*The task*.
All lines from the one containing "fn fmt(&self, f: &mut" to the final line of the material should be retyped exactly. Nothing else belongs in the response.

*Recorded information*.
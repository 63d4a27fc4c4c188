//! Session management: the engine facade, per-session state, and the
//! master-call reference store.

pub mod manager;
pub mod master_call;
pub mod session;

pub use manager::AnalysisEngine;
pub use master_call::MasterCall;
pub use session::{Session, SessionSummary};

use serde::{Deserialize, Serialize};

/// Opaque non-zero session identifier. `0` is reserved for "no session";
/// ids are allocated monotonically and never reused within a process.
#[derive(
    Debug, Clone, Copy, PartialEq, Eq, Hash, PartialOrd, Ord, Serialize, Deserialize,
)]
#[serde(transparent)]
pub struct SessionId(u32);

impl SessionId {
    /// Wrap a raw id. Intended for bindings that round-trip ids as numbers.
    #[must_use]
    pub fn from_raw(raw: u32) -> Self {
        Self(raw)
    }

    /// The raw 32-bit value.
    #[must_use]
    pub fn as_u32(self) -> u32 {
        self.0
    }
}

impl std::fmt::Display for SessionId {
    fn fmt(&self, f: &mut std::fmt::Formatter<'_>) -> std::fmt::Result {
        write!(f, "{}", self.0)
    }
}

*Final answer*.
    fn fmt(&self, f: &mut std::fmt::Formatter<'_>) -> std::fmt::Result {
        write!(f, "{}", self.0)
    }
}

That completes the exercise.